Added integration tests for end-to-end.
Added HoodieClientWriteTest to verify the change.
Manually verified the change by running a job locally.

Committer checklist

Has a corresponding JIRA in PR title & commit
Commit message is descriptive of the change
CI is green
Necessary doc changes done or have another open PR
For large changes, please consider breaking it into sub-tasks under an umbrella JIRA.

hudi-bot · 2021-07-28T07:26:30Z

CI report:

8286f42424b6dfab84ef0968be9d361622eac8e0 UNKNOWN
7a178e1783036a3c4a66709bc63e36aecb66ac0c UNKNOWN
e5c39aea06dd4c12439afa19059baf3288449973 UNKNOWN
62e2ef8b00f59b833fe9ba16f65897cd6a9389ba UNKNOWN
c7666c2c9e4286ee9e53504af8a4c522e451a439 UNKNOWN
096eea6 Azure: FAILURE

Bot commands

@hudi-bot supports the following commands:

@hudi-bot run travis re-run the last Travis build
@hudi-bot run azure re-run the last Azure build

codope · 2021-07-30T04:10:23Z

...rk-datasource/hudi-spark/src/test/scala/org/apache/hudi/functional/TestTimeTravelQuery.scala

+    val df2 = Seq((1, "a1", 12, 1001)).toDF("id", "name", "value", "version")
+    df2.write.format("org.apache.hudi")
+      .options(commonOpts)
+      .option(DataSourceWriteOptions.TABLE_TYPE_OPT_KEY.key, DataSourceWriteOptions.COW_TABLE_TYPE_OPT_VAL)

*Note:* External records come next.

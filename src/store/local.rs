//! Local disk storage backend
//!
//! Blobs are files named after their guid, spread over one to three levels
//! of two-hex-character shard directories taken from the SHA-256 of the
//! guid:
//!
//! ```text
//! root/
//! └── 3f/                 # fan_out = 2
//!     └── a9/
//!         └── 1B2M2Y8AsgTpgAmY7PhCfg.blob
//! ```
//!
//! Available space is a configured budget, not what the filesystem reports:
//! the store counts the bytes it holds (one scan at open, then updated on
//! every store and delete) and subtracts them from its capacity.

use super::{FileStore, Listeners, StoreEvent, StoreKind, StoreListener};
use crate::error::{Result, VaultError};
use crate::progress::TransferProgress;
use crate::revision::RevisionIdentifier;
use crate::transport::Pipeline;
use crate::utils::atomic_write;
use chrono::{DateTime, Utc};
use serde::{Deserialize, Serialize};
use sha2::{Digest, Sha256};
use std::fs;
use std::path::{Path, PathBuf};
use std::sync::atomic::{AtomicU64, Ordering};
use std::sync::Arc;
use tracing::{debug, info, trace, warn};
use walkdir::WalkDir;

/// Extension of blob files
const BLOB_EXTENSION: &str = "blob";

/// Settings of a [`LocalDiskFileStore`]
#[derive(Debug, Clone, PartialEq, Eq, Serialize, Deserialize)]
pub struct LocalDiskSettings {
    /// Store name
    pub name: String,
    /// Directory holding the blobs
    pub root: PathBuf,
    /// Byte budget
    pub capacity: u64,
    /// Shard directory levels (1 to 3)
    #[serde(default = "default_fan_out")]
    pub fan_out: usize,
}

fn default_fan_out() -> usize {
    2
}

/// Store keeping blobs in a sharded directory tree
#[derive(Debug)]
pub struct LocalDiskFileStore {
    settings: LocalDiskSettings,
    used: AtomicU64,
    pipeline: Arc<Pipeline>,
    listeners: Listeners,
}

impl LocalDiskFileStore {
    /// Open (creating if needed) the store directory and measure its usage
    ///
    /// # Errors
    ///
    /// - [`VaultError::InvalidConfiguration`] if `fan_out` is not 1 to 3
    /// - [`VaultError::Io`] if the directory cannot be created or scanned
    pub fn open(settings: LocalDiskSettings, pipeline: Arc<Pipeline>) -> Result<Self> {
        if !(1..=3).contains(&settings.fan_out) {
            return Err(VaultError::InvalidConfiguration(format!(
                "fan out of store '{}' must be 1 to 3, got {}",
                settings.name, settings.fan_out
            )));
        }
        fs::create_dir_all(&settings.root)?;

        let mut used = 0u64;
        for entry in WalkDir::new(&settings.root) {
            let entry = entry?;
            if entry.file_type().is_file()
                && entry.path().extension().is_some_and(|e| e == BLOB_EXTENSION)
            {
                used += entry.metadata()?.len();
            }
        }
        info!(
            "Opened local store '{}' at {:?}: {} of {} bytes used",
            settings.name, settings.root, used, settings.capacity
        );

        Ok(Self {
            settings,
            used: AtomicU64::new(used),
            pipeline,
            listeners: Listeners::default(),
        })
    }

    /// Blob path for a guid
    pub fn blob_path(&self, guid: &str) -> PathBuf {
        let digest = hex::encode(Sha256::digest(guid.as_bytes()));
        let mut path = self.settings.root.clone();
        for level in 0..self.settings.fan_out {
            path.push(&digest[level * 2..level * 2 + 2]);
        }
        path.push(format!("{guid}.{BLOB_EXTENSION}"));
        path
    }

    /// Bytes currently held
    pub fn used_bytes(&self) -> u64 {
        self.used.load(Ordering::SeqCst)
    }

    fn release(&self, bytes: u64) {
        let _ = self
            .used
            .fetch_update(Ordering::SeqCst, Ordering::SeqCst, |u| Some(u.saturating_sub(bytes)));
    }
}

impl FileStore for LocalDiskFileStore {
    fn name(&self) -> &str {
        &self.settings.name
    }

    fn kind(&self) -> StoreKind {
        StoreKind::LocalDisk
    }

    fn is_configured(&self) -> bool {
        self.settings.capacity > 0 && !self.settings.root.as_os_str().is_empty()
    }

    fn can_backup_file(&self, _source: &Path, estimated_size: u64) -> bool {
        self.used_bytes().saturating_add(estimated_size) <= self.settings.capacity
    }

    fn backup_file(
        &self,
        source: &Path,
        identifier: &mut RevisionIdentifier,
        progress: &mut dyn TransferProgress,
    ) -> Result<u64> {
        let path = self.blob_path(&identifier.guid);
        if let Ok(existing) = fs::metadata(&path) {
            debug!("Blob {} already on '{}'", identifier.guid, self.settings.name);
            identifier.handler_name = self.settings.name.clone();
            return Ok(existing.len());
        }

        let blob = self.pipeline.encode_file(source, progress)?;
        let size = blob.len() as u64;
        let available = self.settings.capacity.saturating_sub(self.used_bytes());
        if size > available {
            return Err(VaultError::InsufficientSpace {
                needed: size,
                available,
            });
        }
        if !progress.transferred(0) {
            return Err(VaultError::OperationCanceled);
        }

        atomic_write(&path, &blob)?;
        self.used.fetch_add(size, Ordering::SeqCst);
        identifier.handler_name = self.settings.name.clone();
        trace!("Stored {} ({} bytes) at {:?}", identifier.guid, size, path);

        self.listeners.emit(&StoreEvent::ContentStored {
            store: self.settings.name.clone(),
            guid: identifier.guid.clone(),
            bytes: size,
        });
        Ok(size)
    }

    fn restore_file(
        &self,
        identifier: &RevisionIdentifier,
        as_of: DateTime<Utc>,
        progress: &mut dyn TransferProgress,
    ) -> Result<Option<Vec<u8>>> {
        let path = self.blob_path(&identifier.guid);
        let blob = match fs::read(&path) {
            Ok(blob) => blob,
            Err(e) if e.kind() == std::io::ErrorKind::NotFound => {
                warn!("Blob {} missing from '{}'", identifier.guid, self.settings.name);
                return Ok(None);
            }
            Err(e) => return Err(e.into()),
        };
        if !progress.transferred(blob.len() as u64) {
            return Err(VaultError::OperationCanceled);
        }
        self.pipeline.decode(&blob, as_of).map(Some)
    }

    fn delete_file(&self, identifier: &RevisionIdentifier, stored_size: u64) -> Result<()> {
        let path = self.blob_path(&identifier.guid);
        let size = match fs::metadata(&path) {
            Ok(meta) => meta.len(),
            Err(e) if e.kind() == std::io::ErrorKind::NotFound => {
                debug!("Blob {} already gone", identifier.guid);
                return Ok(());
            }
            Err(e) => return Err(e.into()),
        };
        fs::remove_file(&path)?;
        if size != stored_size {
            debug!("Blob {} was {} bytes, index said {}", identifier.guid, size, stored_size);
        }
        self.release(size);

        // Drop empty shard directories on the way up
        let mut dir = path.parent();
        for _ in 0..self.settings.fan_out {
            match dir {
                Some(d) if fs::read_dir(d).map(|mut it| it.next().is_none()).unwrap_or(false) => {
                    let _ = fs::remove_dir(d);
                    dir = d.parent();
                }
                _ => break,
            }
        }

        self.listeners.emit(&StoreEvent::ContentDeleted {
            store: self.settings.name.clone(),
            guid: identifier.guid.clone(),
        });
        Ok(())
    }

    fn available_bytes(&self) -> Result<u64> {
        Ok(self.settings.capacity.saturating_sub(self.used_bytes()))
    }

    fn subscribe(&self, listener: StoreListener) {
        self.listeners.push(listener);
    }
}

Shouldn't we set this (and other instances below) to tableType just like on line 70?

Good catch!

codope · 2021-07-30T04:23:45Z

hudi-common/src/main/java/org/apache/hudi/common/table/view/TableFileSystemView.java

@@ -58,6 +58,11 @@
     */
    Stream<HoodieBaseFile> getLatestBaseFiles();

+    /**


nit:

/** * Stream all the latest version data files across partitions with precondition that commitTime(file) before * maxCommitTime. */

More in line with the existing doc. What do you think?

make sense!

codope · 2021-07-30T04:26:59Z

...rk-datasource/hudi-spark/src/test/scala/org/apache/hudi/functional/TestTimeTravelQuery.scala

+    metaClient.reloadActiveTimeline()
+    val secondCommit = metaClient.getActiveTimeline.filterCompletedInstants().lastInstant().get().getTimestamp
+
+    // Third write


Wondering what happens when clean commits are interleaved in between, say as.of.instant is 1002 and there are couple of clean commits before that. I believe the behavior would be same as we have today when latest instant is passed?

Yes, I think so. It should be the same behavior with query the latest instant.

codope

@pengzhiwei2018 Thanks for this. Maybe we could have couple of follow on tasks.

Allow user to specify as.of.instant in YYYY-MM-DD to YYYY-MM-DD hh:mm:ss formts.
Support this with SQL dml as well, e.g. select a,b,c from hudi_table AS OF 20210728141108 . This would really help useers to rollback using CTAS directly. What do you think?

pengzhiwei2018 · 2021-07-30T06:07:39Z

@pengzhiwei2018 Thanks for this. Maybe we could have couple of follow on tasks.

Allow user to specify as.of.instant in YYYY-MM-DD to YYYY-MM-DD hh:mm:ss formts.

Support this with SQL dml as well, e.g. select a,b,c from hudi_table AS OF 20210728141108 . This would really help useers to rollback using CTAS directly. What do you think?

Both Agreed! I will submit a PR to support time travel query for spark sql after #3277 has merged as we need do some sql extension for hudi-spark module based on that PR which has did a lot of basic work.
For question 1, This PR has supported now!

codope · 2021-08-04T03:07:27Z

@pengzhiwei2018 Thanks for this. Maybe we could have couple of follow on tasks.

Allow user to specify as.of.instant in YYYY-MM-DD to YYYY-MM-DD hh:mm:ss formts.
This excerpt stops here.